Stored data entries

"""

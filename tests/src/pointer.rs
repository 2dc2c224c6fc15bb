//! JSON-pointer lookup into converted scenes.

use scene_core::Value;
use scene_playground::SceneObject;

/// Find the value at `pointer` (`/layers/0/radiusScale`).
///
/// Catalog instances are traversed through their props, so a pointer can
/// reach into a layer the same way it reaches into a plain object.
pub fn lookup<'v>(value: &'v Value, pointer: &str) -> Option<&'v Value> {
    if pointer.is_empty() {
        return Some(value);
    }
    let rest = pointer.strip_prefix('/')?;

    rest.split('/').try_fold(value, |current, raw| {
        let token = raw.replace("~1", "/").replace("~0", "~");
        match current {
            Value::Object(props) => props.get(&token),
            Value::List(items) => token.parse::<usize>().ok().and_then(|i| items.get(i)),
            Value::Instance(instance) => instance
                .downcast_ref::<SceneObject>()
                .and_then(|object| object.props.get(&token)),
            _ => None,
        }
    })
}

#[cfg(test)]
mod tests {
    use super::*;
    use scene_core::props;

    #[test]
    fn test_lookup_nested() {
        let value = Value::Object(props! {
            "layers" => Value::List(vec![Value::Object(props! { "a/b" => 1i64 })]),
        });

        assert_eq!(lookup(&value, ""), Some(&value));
        assert_eq!(lookup(&value, "/layers/0/a~1b"), Some(&Value::Int(1)));
        assert_eq!(lookup(&value, "/layers/1"), None);
        assert_eq!(lookup(&value, "layers"), None);
    }
}
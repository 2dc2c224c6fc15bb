//! The Registry - immutable name lookup for the scene converter.

use crate::{ClassRegistry, ConstantRegistry, EnumerationRegistry};

/// The three lookup tables a scene converter resolves names against.
/// It is immutable after construction and safe to share between threads.
#[derive(Debug, Clone, Default)]
pub struct Registry {
    classes: ClassRegistry,
    enumerations: EnumerationRegistry,
    constants: ConstantRegistry,
}

impl Registry {
    /// Assemble a registry from already built tables (use RegistryBuilder for construction).
    pub(crate) fn new(
        classes: ClassRegistry,
        enumerations: EnumerationRegistry,
        constants: ConstantRegistry,
    ) -> Self {
        Self {
            classes,
            enumerations,
            constants,
        }
    }

    /// Classes that may be instantiated by name.
    pub fn classes(&self) -> &ClassRegistry {
        &self.classes
    }

    /// Enumerations resolved as `<enum-name>.<member-name>`.
    pub fn enumerations(&self) -> &EnumerationRegistry {
        &self.enumerations
    }

    /// Constants substituted verbatim.
    pub fn constants(&self) -> &ConstantRegistry {
        &self.constants
    }
}
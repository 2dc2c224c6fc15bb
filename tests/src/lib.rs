//! Scene Integration Test Framework
//!
//! Provides a fluent API for converting playground scenes and checking the
//! result.
//!
//! # Example
//!
//! ```ignore
//! use scene_tests::prelude::*;
//!
//! pub fn scenario() -> Scenario {
//!     Scenario::new("scatterplot")
//!         .scene("scatterplot.json")
//!         .expect(|a| a.instance_at("/layers/0", "ScatterplotLayer").value_at("/layers/0/radiusScale", 6i64))
//! }
//!
//! #[test]
//! fn test() {
//!     scenario().run().unwrap();
//! }
//! ```

mod assertion;
mod error;
mod pointer;
mod runner;

pub use assertion::{Assertion, AssertionBuilder};
pub use error::{ScenarioError, ScenarioResult};
pub use pointer::lookup;
pub use scenario::Scenario;

/// Prelude for convenient imports.
pub mod prelude {
    pub use crate::assertion::{Assertion, AssertionBuilder};
    pub use crate::error::{ScenarioError, ScenarioResult};
    pub use crate::pointer::lookup;
    pub use crate::scenario::Scenario;
    pub use scene_core::Value;
}
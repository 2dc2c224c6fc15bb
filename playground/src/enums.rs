//! Enumerations exposed to scene descriptions.

use scene_registry::{Enumeration, RegistryResult};

/// deck.gl `COORDINATE_SYSTEM`.
pub fn coordinate_system() -> RegistryResult<Enumeration> {
    Enumeration::new(
        "COORDINATE_SYSTEM",
        [
            ("DEFAULT", -1),
            ("CARTESIAN", 0),
            ("LNGLAT", 1),
            ("METER_OFFSETS", 2),
            ("LNGLAT_OFFSETS", 3),
        ],
    )
}

/// WebGL constants commonly set through layer `parameters`.
pub fn gl() -> RegistryResult<Enumeration> {
    Enumeration::new(
        "GL",
        [
            // Primitive modes
            ("POINTS", 0x0000),
            ("LINES", 0x0001),
            ("LINE_LOOP", 0x0002),
            ("LINE_STRIP", 0x0003),
            ("TRIANGLES", 0x0004),
            ("TRIANGLE_STRIP", 0x0005),
            ("TRIANGLE_FAN", 0x0006),
            // Blend factors
            ("ZERO", 0),
            ("ONE", 1),
            ("SRC_COLOR", 0x0300),
            ("ONE_MINUS_SRC_COLOR", 0x0301),
            ("SRC_ALPHA", 0x0302),
            ("ONE_MINUS_SRC_ALPHA", 0x0303),
            ("DST_ALPHA", 0x0304),
            ("ONE_MINUS_DST_ALPHA", 0x0305),
            ("DST_COLOR", 0x0306),
            ("ONE_MINUS_DST_COLOR", 0x0307),
            // Blend equations
            ("FUNC_ADD", 0x8006),
            ("MIN", 0x8007),
            ("MAX", 0x8008),
            ("FUNC_SUBTRACT", 0x800A),
            ("FUNC_REVERSE_SUBTRACT", 0x800B),
            // Capabilities
            ("CULL_FACE", 0x0B44),
            ("DEPTH_TEST", 0x0B71),
            ("BLEND", 0x0BE2),
            ("POLYGON_OFFSET_FILL", 0x8037),
            // Depth functions
            ("NEVER", 0x0200),
            ("LESS", 0x0201),
            ("EQUAL", 0x0202),
            ("LEQUAL", 0x0203),
            ("GREATER", 0x0204),
            ("NOTEQUAL", 0x0205),
            ("GEQUAL", 0x0206),
            ("ALWAYS", 0x0207),
            // Texture parameters
            ("NEAREST", 0x2600),
            ("LINEAR", 0x2601),
            ("REPEAT", 0x2901),
            ("CLAMP_TO_EDGE", 0x812F),
        ],
    )
}
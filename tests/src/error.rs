//! Scenario error types.

use std::path::{Path, PathBuf};

use thiserror::Error;

/// Errors raised while running a scenario.
#[derive(Debug, Error)]
pub enum ScenarioError {
    #[error("scenario {scenario}: no scene configured")]
    MissingScene { scenario: String },

    #[error("failed to read scene {path}: {source}")]
    FileRead {
        path: PathBuf,
        #[source]
        source: std::io::Error,
    },

    #[error("scenario setup failed: {0}")]
    Setup(String),

    #[error("scenario {scenario}: {message}")]
    AssertionFailed { scenario: String, message: String },
}

impl ScenarioError {
    pub fn missing_scene(scenario: impl Into<String>) -> Self {
        Self::MissingScene {
            scenario: scenario.into(),
        }
    }

    pub fn file_read(path: &Path, source: std::io::Error) -> Self {
        Self::FileRead {
            path: path.to_path_buf(),
            source,
        }
    }

    pub fn setup(message: impl Into<String>) -> Self {
        Self::Setup(message.into())
    }

    pub fn assertion_failed(scenario: impl Into<String>, message: impl Into<String>) -> Self {
        Self::AssertionFailed {
            scenario: scenario.into(),
            message: message.into(),
        }
    }
}

/// Result type for scenarios.
pub type ScenarioResult<T> = Result<T, ScenarioError>;
//! Turning converted scenes back into something printable.

use scene_core::{Constant, Instance, Value};
use scene_loaders::{LoaderDescriptor, LoaderRegistry};
use serde_json::{json, Map};

use crate::{DataSource, SceneObject};

/// Render a converted scene as JSON for display.
///
/// Catalog objects render with their class under `@@type`, loader constants
/// as `{"@@loader": id}`. Foreign instances and constants render as markers.
pub fn render(value: &Value) -> serde_json::Value {
    match value {
        Value::Null => serde_json::Value::Null,
        Value::Bool(b) => json!(b),
        Value::Int(i) => json!(i),
        Value::Float(f) => json!(f),
        Value::String(s) => json!(s),
        Value::List(items) => serde_json::Value::Array(items.iter().map(render).collect()),
        Value::Object(props) => serde_json::Value::Object(
            props.iter().map(|(k, v)| (k.clone(), render(v))).collect(),
        ),
        Value::Instance(instance) => render_instance(instance),
        Value::Constant(constant) => render_constant(constant),
    }
}

fn render_instance(instance: &Instance) -> serde_json::Value {
    let mut map = Map::new();
    map.insert("@@type".to_string(), json!(instance.class()));
    if let Some(object) = instance.downcast_ref::<SceneObject>() {
        for (key, value) in &object.props {
            map.insert(key.clone(), render(value));
        }
    }
    serde_json::Value::Object(map)
}

fn render_constant(constant: &Constant) -> serde_json::Value {
    match constant.downcast_ref::<LoaderDescriptor>() {
        Some(loader) => json!({ "@@loader": loader.id }),
        None => json!("<constant>"),
    }
}

/// Find every layer `data` URL in a scene and the loader that would fetch it.
pub fn data_sources(value: &Value, loaders: &LoaderRegistry) -> Vec<DataSource> {
    let mut sources = Vec::new();
    collect_sources(value, loaders, &mut sources);
    sources
}

fn collect_sources(value: &Value, loaders: &LoaderRegistry, sources: &mut Vec<DataSource>) {
    match value {
        Value::List(items) => {
            for item in items {
                collect_sources(item, loaders, sources);
            }
        }
        Value::Object(props) => {
            for item in props.values() {
                collect_sources(item, loaders, sources);
            }
        }
        Value::Instance(instance) => {
            let Some(object) = instance.downcast_ref::<SceneObject>() else {
                return;
            };
            if let Some(url) = object.props.get("data").and_then(Value::as_str) {
                sources.push(DataSource {
                    layer: object.id().to_string(),
                    url: url.to_string(),
                    loader: loaders.select(url, None).ok().map(|l| l.id.clone()),
                });
            }
            // Composite layers nest sublayers in props
            for item in object.props.values() {
                collect_sources(item, loaders, sources);
            }
        }
        _ => {}
    }
}
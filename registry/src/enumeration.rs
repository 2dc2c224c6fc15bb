//! Enumerations resolved as `<enum-name>.<member-name>`.

use std::collections::btree_map::Entry;
use std::collections::BTreeMap;
use std::sync::Arc;

use scene_core::{Identifier, Value};
use tracing::debug;

use crate::{RegistryError, RegistryResult};

/// A read-only, named table of member values.
#[derive(Debug, Clone, PartialEq)]
pub struct Enumeration {
    name: Identifier,
    members: BTreeMap<Identifier, Value>,
}

impl Enumeration {
    /// Build an enumeration, rejecting invalid or repeated member names.
    pub fn new<I, K, V>(name: impl Into<String>, members: I) -> RegistryResult<Self>
    where
        I: IntoIterator<Item = (K, V)>,
        K: Into<String>,
        V: Into<Value>,
    {
        let name = Identifier::new(name)?;
        let mut table = BTreeMap::new();
        for (member, value) in members {
            let member = Identifier::new(member)?;
            match table.entry(member) {
                Entry::Vacant(slot) => {
                    slot.insert(value.into());
                }
                Entry::Occupied(slot) => {
                    return Err(RegistryError::DuplicateMember {
                        enumeration: name.to_string(),
                        member: slot.key().to_string(),
                    });
                }
            }
        }
        Ok(Self {
            name,
            members: table,
        })
    }

    pub fn name(&self) -> &str {
        self.name.as_str()
    }

    /// Get a member value, if present.
    pub fn get(&self, member: &str) -> Option<&Value> {
        self.members.get(member)
    }

    /// Get a member value or fail with `UnknownMember`.
    pub fn member(&self, member: &str) -> RegistryResult<&Value> {
        self.get(member)
            .ok_or_else(|| RegistryError::unknown_member(self.name.as_str(), member))
    }

    /// Members sorted by name.
    pub fn members(&self) -> impl Iterator<Item = (&str, &Value)> {
        self.members.iter().map(|(name, value)| (name.as_str(), value))
    }

    pub fn len(&self) -> usize {
        self.members.len()
    }

    pub fn is_empty(&self) -> bool {
        self.members.is_empty()
    }
}

/// Immutable mapping from enumeration name to shared enumeration.
#[derive(Debug, Clone, Default)]
pub struct EnumerationRegistry {
    enumerations: BTreeMap<Identifier, Arc<Enumeration>>,
}

impl EnumerationRegistry {
    /// Get an enumeration by name.
    pub fn get(&self, name: &str) -> RegistryResult<&Arc<Enumeration>> {
        self.enumerations
            .get(name)
            .ok_or_else(|| RegistryError::UnknownEnumeration(name.to_string()))
    }

    /// Resolve a qualified name such as `COORDINATE_SYSTEM.LNGLAT`.
    ///
    /// The name is split on the first `.`.
    pub fn resolve(&self, qualified: &str) -> RegistryResult<&Value> {
        let (enumeration, member) = qualified
            .split_once('.')
            .ok_or_else(|| RegistryError::MalformedQualifiedName(qualified.to_string()))?;
        self.get(enumeration)?.member(member)
    }

    pub fn contains(&self, name: &str) -> bool {
        self.enumerations.contains_key(name)
    }

    pub fn names(&self) -> impl Iterator<Item = &str> {
        self.enumerations.keys().map(|name| name.as_str())
    }

    pub fn len(&self) -> usize {
        self.enumerations.len()
    }

    pub fn is_empty(&self) -> bool {
        self.enumerations.is_empty()
    }
}

/// Collect enumerations into a registry. References are shared, not cloned.
pub fn build_enumeration_registry<I>(enumerations: I) -> RegistryResult<EnumerationRegistry>
where
    I: IntoIterator,
    I::Item: Into<Arc<Enumeration>>,
{
    let mut table = BTreeMap::new();
    for enumeration in enumerations {
        let enumeration: Arc<Enumeration> = enumeration.into();
        match table.entry(enumeration.name.clone()) {
            Entry::Vacant(slot) => {
                slot.insert(enumeration);
            }
            Entry::Occupied(slot) => {
                return Err(RegistryError::DuplicateEnumeration(slot.key().to_string()));
            }
        }
    }

    debug!(enumerations = table.len(), "Built enumeration registry");
    Ok(EnumerationRegistry {
        enumerations: table,
    })
}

"""

State the number of lines above that contain "Find". Write nothing besides it.

2